Ownership information
- Owner: Red Eléctrica de España

Construction information
- Cable manufacturer: Prysmian Nexans
- Cable installer: Prysmian Nexans
- Cable layer: C/S Giulio Verne C/S Nexans Skagerrak
- Substation manufacturer: Siemens
- Contractors: Trenching: MPSV Edda Fjord; C/S Argo 1;
- Commissioned: Aug 2012

Technical information
- Type: submarine cable
- Current type: HVDC
- Total length: 247 km (153 mi)
- Capacity: 400 MW
- AC voltage: 230 kV
- DC voltage: 250 kV
- No. of poles: 2

= Cometa (HVDC) =

Undersea electric power transmission system

COMETA (abbreviation for COnexión MEditerránea Transporte Alta tensión; also known as the Majorca–Valencia interconnector and the Romulus project) is an undersea electric power transmission system between mainland Spain and the island of Majorca. It connects Morvedre near Valencia and Santa Ponsa near Palma de Mallorca. The project was developed by Red Electrica de España. The project aimed to connect the Balearic Islands with the Spanish peninsular grid, providing a better electrical supply to the two isolated Balearic grids.

==History==
On 26 September 2007, contracts between Red Electrica de España and the cable manufacturers Nexans and Prysmian were signed. On 9 October 2007, a contract with Siemens was signed for supplying two converter stations.

The laying of the first cable started on 13 January 2011 and the laying of the second cable started on 27 January 2011. The first cable was laid by the cable ship Giulio Verne and the second cable was laid by the cable ship Nexans Skagerrak. Trenching was done by waterjet from the Multipurpose Supply Vessel (MPSV) Edda Fjord and dredger Argo I.

COMETA became operational in early 2012, initially at reduced capacity then in full capacity from August 2012. The total cost of the project was €375 million. During the first operational quarter, the Spanish grid operator estimated that the connection would mean 25 million €/year in savings, due to more efficient supply to the islands and less carbon rights.
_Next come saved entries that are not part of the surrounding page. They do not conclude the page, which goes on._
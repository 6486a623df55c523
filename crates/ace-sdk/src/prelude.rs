//! Prelude - 常用类型的便捷导入
//!
//! 大多数用户应该使用这个模块来导入常用类型：
//!
//! ```rust
//! use ace_sdk::prelude::*;
//! ```

// 系统装配（推荐入口）
pub use crate::system::{AceSystem, Hardware, SystemStatus};

// 客户端层
pub use ace_client::control::{TensionAssist, TensionSettings};
pub use ace_client::{
    AceUnit, ActuatorMap, CommandDispatcher, Lane, SelectorUnit, UnitBuilder, UnitSettings,
};

// 值类型
pub use ace_protocol::{AssistMode, LaneState, SelectorGeometry, SelectorPosition};

// 驱动层（常用 Trait）
pub use ace_driver::{Actuator, ErrorReporter, Indicator, MoveCommand, PrintMonitor, SwitchLevel};

// 错误类型
pub use crate::system::SystemError;
pub use ace_client::{BuildError, CommandError, SelectorError};
pub use ace_driver::DriverError;
pub use ace_protocol::ProtocolError;
pub use ace_tools::ConfigError;
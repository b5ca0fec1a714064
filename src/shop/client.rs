// SPDX-License-Identifier: MPL-2.0
//! HTTP client for the shop backend.

use super::ShopResponse;
use crate::error::{Error, Result};
use serde::Serialize;

const USER_AGENT: &str = concat!("OverlayCoordinator/", env!("CARGO_PKG_VERSION"));

/// Fields of the product review form.
#[derive(Debug, Clone, PartialEq, Eq, Serialize)]
pub struct ReviewForm {
    #[serde(rename = "product-id")]
    pub product_id: u64,
    #[serde(rename = "review-input")]
    pub comment: String,
    pub ratings: u8,
}

/// Talks to the shop endpoints under a base URL.
#[derive(Debug, Clone)]
pub struct ShopClient {
    http: reqwest::Client,
    base_url: String,
}

impl ShopClient {
    pub fn new(base_url: impl Into<String>) -> Result<Self> {
        let http = reqwest::Client::builder()
            .redirect(reqwest::redirect::Policy::limited(10))
            .user_agent(USER_AGENT)
            .build()?;
        Ok(Self {
            http,
            base_url: base_url.into().trim_end_matches('/').to_string(),
        })
    }

    #[must_use]
    pub fn base_url(&self) -> &str {
        &self.base_url
    }

    #[must_use]
    pub fn cart_url(&self, product_id: u64) -> String {
        format!("{}/cart/{}", self.base_url, product_id)
    }

    #[must_use]
    pub fn review_url(&self) -> String {
        format!("{}/review", self.base_url)
    }

    /// `PUT {base}/cart/{id}`.
    pub async fn add_to_cart(&self, product_id: u64) -> Result<ShopResponse> {
        let url = self.cart_url(product_id);
        tracing::debug!(%url, "adding product to cart");
        let response = self.http.put(&url).send().await;
        Self::decode(&url, response).await
    }

    /// Form `POST {base}/review`.
    pub async fn post_review(&self, form: &ReviewForm) -> Result<ShopResponse> {
        let url = self.review_url();
        tracing::debug!(%url, product_id = form.product_id, "posting review");
        let response = self.http.post(&url).form(form).send().await;
        Self::decode(&url, response).await
    }

    async fn decode(
        url: &str,
        response: std::result::Result<reqwest::Response, reqwest::Error>,
    ) -> Result<ShopResponse> {
        let response = response.inspect_err(|err| tracing::warn!(%url, %err, "request failed"))?;
        let status = response.status();
        let body = response.text().await?;

        match ShopResponse::from_json(&body) {
            Ok(decoded) => Ok(decoded),
            Err(_) if !status.is_success() => {
                tracing::warn!(%url, %status, "shop call failed");
                Err(Error::Http(format!("HTTP status: {status}")))
            }
            Err(err) => {
                tracing::warn!(%url, %err, "undecodable shop response");
                Err(err)
            }
        }
    }
}

#[cfg(test)]
mod tests {
    use super::*;

    #[test]
    fn urls_are_built_under_base() {
        let client = ShopClient::new("https://shop.example/").unwrap();
        assert_eq!(client.base_url(), "https://shop.example");
        assert_eq!(client.cart_url(12), "https://shop.example/cart/12");
        assert_eq!(client.review_url(), "https://shop.example/review");
    }

    #[test]
    fn review_form_uses_page_field_names() {
        let form = ReviewForm {
            product_id: 7,
            comment: "Great".to_string(),
            ratings: 5,
        };
        let value = serde_json::to_value(&form).unwrap();
        assert_eq!(value["product-id"], 7);
        assert_eq!(value["review-input"], "Great");
        assert_eq!(value["ratings"], 5);
    }

    #[tokio::test]
    async fn unreachable_backend_maps_to_http_error() {
        // port 9 (discard) on localhost is expected to refuse connections
        let client = ShopClient::new("http://127.0.0.1:9").unwrap();
        let result = client.add_to_cart(1).await;
        assert!(matches!(result, Err(Error::Http(_))));
    }
}
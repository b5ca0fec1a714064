// SPDX-License-Identifier: MPL-2.0
//! UI newtypes.
//!
//! This module provides type-safe wrappers for UI values,
//! ensuring they are always within valid ranges.

use std::time::Duration;

/// Rounds non-negative seconds to whole milliseconds, so `0.3` is exactly 300ms.
#[allow(clippy::cast_possible_truncation, clippy::cast_sign_loss)] // clamped, non-negative
fn whole_millis(secs: f32) -> Duration {
    Duration::from_millis((f64::from(secs) * 1000.0).round() as u64)
}

// =============================================================================
// Toast Timeout Bounds
// =============================================================================

/// Toast timeout bounds, in seconds.
pub mod toast_bounds {
    /// Minimum visible time before the fade starts.
    pub const MIN_SECS: f32 = 0.1;
    /// Maximum visible time before the fade starts.
    pub const MAX_SECS: f32 = 60.0;
    /// Default visible time before the fade starts.
    pub const DEFAULT_SECS: f32 = 5.0;
}

// =============================================================================
// ToastTimeout
// =============================================================================

/// Time a toast stays fully visible, guaranteed to be within 0.1s–60s.
///
/// The toast fades after this timeout and is removed after half of it
/// again, so its total lifetime is 1.5× the timeout.
///
/// # Example
///
/// ```
/// use overlay_coordinator::domain::ui::ToastTimeout;
/// use std::time::Duration;
///
/// let timeout = ToastTimeout::from_secs(2.0);
/// assert_eq!(timeout.as_duration(), Duration::from_secs(2));
/// assert_eq!(timeout.lifetime(), Duration::from_secs(3));
///
/// // Non-positive values are clamped to the minimum
/// assert!(ToastTimeout::from_secs(0.0).is_min());
/// ```
#[derive(Debug, Clone, Copy, PartialEq)]
pub struct ToastTimeout(f32);

impl ToastTimeout {
    /// Creates a new timeout, clamping the value to the valid range.
    ///
    /// `NaN` falls back to the default.
    #[must_use]
    pub fn from_secs(secs: f32) -> Self {
        if secs.is_nan() {
            return Self::default();
        }
        Self(secs.clamp(toast_bounds::MIN_SECS, toast_bounds::MAX_SECS))
    }

    /// Returns the raw value in seconds.
    #[must_use]
    pub fn secs(self) -> f32 {
        self.0
    }

    /// Delay until the fade transition starts.
    #[must_use]
    pub fn as_duration(self) -> Duration {
        whole_millis(self.0)
    }

    /// Delay until the toast is removed (1.5× the timeout).
    #[must_use]
    pub fn lifetime(self) -> Duration {
        whole_millis(self.0 * 1.5)
    }

    #[must_use]
    pub fn is_min(self) -> bool {
        self.0 <= toast_bounds::MIN_SECS
    }

    #[must_use]
    pub fn is_max(self) -> bool {
        self.0 >= toast_bounds::MAX_SECS
    }
}

impl Default for ToastTimeout {
    fn default() -> Self {
        Self(toast_bounds::DEFAULT_SECS)
    }
}

// =============================================================================
// Transition Bounds
// =============================================================================

/// Transition duration bounds, in seconds.
pub mod transition_bounds {
    /// Zero means the transition settles on the next clock advance.
    pub const MIN_SECS: f32 = 0.0;
    /// Longest accepted transition.
    pub const MAX_SECS: f32 = 10.0;
    /// Default menu and dialog transition.
    pub const DEFAULT_SECS: f32 = 0.5;
}

// =============================================================================
// TransitionDuration
// =============================================================================

/// Length of a menu, dialog, backdrop or aside transition (0s–10s).
#[derive(Debug, Clone, Copy, PartialEq)]
pub struct TransitionDuration(f32);

impl TransitionDuration {
    /// Settles on the next clock advance.
    pub const IMMEDIATE: Self = Self(0.0);

    /// Creates a new duration from seconds, clamping to the valid range.
    #[must_use]
    pub fn from_secs(secs: f32) -> Self {
        if secs.is_nan() {
            return Self::default();
        }
        Self(secs.clamp(transition_bounds::MIN_SECS, transition_bounds::MAX_SECS))
    }

    /// Creates a new duration from milliseconds, clamping to the valid range.
    #[must_use]
    #[allow(clippy::cast_precision_loss)] // animation timings, not accounting
    pub fn from_millis(millis: u32) -> Self {
        Self::from_secs(millis as f32 / 1000.0)
    }

    #[must_use]
    pub fn secs(self) -> f32 {
        self.0
    }

    #[must_use]
    pub fn as_duration(self) -> Duration {
        whole_millis(self.0)
    }
}

impl Default for TransitionDuration {
    fn default() -> Self {
        Self(transition_bounds::DEFAULT_SECS)
    }
}

impl From<Duration> for TransitionDuration {
    fn from(duration: Duration) -> Self {
        Self::from_secs(duration.as_secs_f32())
    }
}

// =============================================================================
// Breakpoint
// =============================================================================

/// Layout breakpoint bounds, in pixels.
pub mod breakpoint_bounds {
    pub const MIN_PX: u32 = 120;
    pub const MAX_PX: u32 = 4096;
    pub const DEFAULT_PX: u32 = 460;
}

/// Viewport width separating the narrow layout from the wide one.
///
/// Widths at or below the breakpoint are narrow.
#[derive(Debug, Clone, Copy, PartialEq, Eq)]
pub struct Breakpoint(u32);

impl Breakpoint {
    #[must_use]
    pub fn new(px: u32) -> Self {
        Self(px.clamp(breakpoint_bounds::MIN_PX, breakpoint_bounds::MAX_PX))
    }

    #[must_use]
    pub fn px(self) -> u32 {
        self.0
    }

    /// Returns true when `width` falls on the narrow side.
    #[must_use]
    pub fn is_narrow(self, width: u32) -> bool {
        width <= self.0
    }
}

impl Default for Breakpoint {
    fn default() -> Self {
        Self(breakpoint_bounds::DEFAULT_PX)
    }
}
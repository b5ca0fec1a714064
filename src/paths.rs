// SPDX-License-Identifier: MPL-2.0
//! Config directory resolution.
//!
//! # Path Resolution Order
//!
//! 1. **Explicit override** - parameter to [`config_dir_with_override`] (for tests)
//! 2. **CLI argument** (`--config-dir`) - set via [`init_cli_override`]
//! 3. **Environment variable** (`OVERLAY_COORDINATOR_CONFIG_DIR`)
//! 4. **Platform default** - via `dirs` crate

use std::path::PathBuf;
use std::sync::OnceLock;

/// Application name used for directory naming.
const APP_NAME: &str = "OverlayCoordinator";

/// Environment variable to override the config directory.
pub const ENV_CONFIG_DIR: &str = "OVERLAY_COORDINATOR_CONFIG_DIR";

/// CLI override for the config directory (set once at startup).
static CLI_CONFIG_DIR: OnceLock<Option<PathBuf>> = OnceLock::new();

/// Records the `--config-dir` CLI argument.
///
/// Only the first call takes effect; later calls are logged and ignored.
pub fn init_cli_override(config_dir: Option<String>) {
    if CLI_CONFIG_DIR.set(config_dir.map(PathBuf::from)).is_err() {
        tracing::warn!("config dir override already initialized, ignoring");
    }
}

fn cli_config_dir() -> Option<PathBuf> {
    CLI_CONFIG_DIR.get().and_then(Clone::clone)
}

/// Returns the directory holding `settings.toml`.
///
/// Returns `None` if no platform config directory can be determined.
pub fn config_dir() -> Option<PathBuf> {
    config_dir_with_override(None)
}

/// Returns the config directory, preferring `override_path` when given.
pub fn config_dir_with_override(override_path: Option<PathBuf>) -> Option<PathBuf> {
    if let Some(path) = override_path {
        return Some(path);
    }

    if let Some(path) = cli_config_dir() {
        return Some(path);
    }

    if let Ok(env_path) = std::env::var(ENV_CONFIG_DIR) {
        if !env_path.is_empty() {
            return Some(PathBuf::from(env_path));
        }
    }

    dirs::config_dir().map(|mut path| {
        path.push(APP_NAME);
        path
    })
}

#[cfg(test)]
mod tests {
    use super::*;
    use std::sync::Mutex;

    // Tests touching the process environment must not interleave.
    static ENV_MUTEX: Mutex<()> = Mutex::new(());

    #[test]
    fn override_path_takes_precedence() {
        let custom = PathBuf::from("/custom/config");
        assert_eq!(config_dir_with_override(Some(custom.clone())), Some(custom));
    }

    #[test]
    fn default_dir_contains_app_name() {
        let _guard = ENV_MUTEX.lock().unwrap();
        std::env::remove_var(ENV_CONFIG_DIR);

        if let Some(path) = config_dir() {
            assert!(path.ends_with(APP_NAME));
            assert!(path.is_absolute());
        }
    }

    #[test]
    fn env_var_overrides_default() {
        let _guard = ENV_MUTEX.lock().unwrap();
        std::env::set_var(ENV_CONFIG_DIR, "/tmp/overlay-config");

        let path = config_dir_with_override(None);
        std::env::remove_var(ENV_CONFIG_DIR);

        assert_eq!(path, Some(PathBuf::from("/tmp/overlay-config")));
    }

    #[test]
    fn empty_env_var_is_ignored() {
        let _guard = ENV_MUTEX.lock().unwrap();
        std::env::set_var(ENV_CONFIG_DIR, "");

        let path = config_dir_with_override(None);
        std::env::remove_var(ENV_CONFIG_DIR);

        if let Some(path) = path {
            assert!(path.ends_with(APP_NAME));
        }
    }

    #[test]
    fn override_beats_env_var() {
        let _guard = ENV_MUTEX.lock().unwrap();
        std::env::set_var(ENV_CONFIG_DIR, "/tmp/from-env");

        let path = config_dir_with_override(Some(PathBuf::from("/tmp/explicit")));
        std::env::remove_var(ENV_CONFIG_DIR);

        assert_eq!(path, Some(PathBuf::from("/tmp/explicit")));
    }
}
An extension of the connection to Ibiza and Formentera was planned with a second underwater cable, (115 km) long and 800 m deep, operating at 132 kV AC.

==Technical description==
The cable was produced and laid by Prysmian Group and Nexans SA. The system consists of two bipolar high-voltage direct current (HVDC) cables with a transmission capacity of 200 MW and an operating voltage of 250 kV of each, and a metal return cable. It has a total transmission capacity of 400 MW. The maximum depth of the submarine cable is 1485 m. It is the second longest submarine power cable after NorNed and the second deepest after SAPEI. The submarine part of the cable is 240 km long and the land cable is 7 km long. There are converter stations in Morvedre and Santa Ponsa, built by Siemens.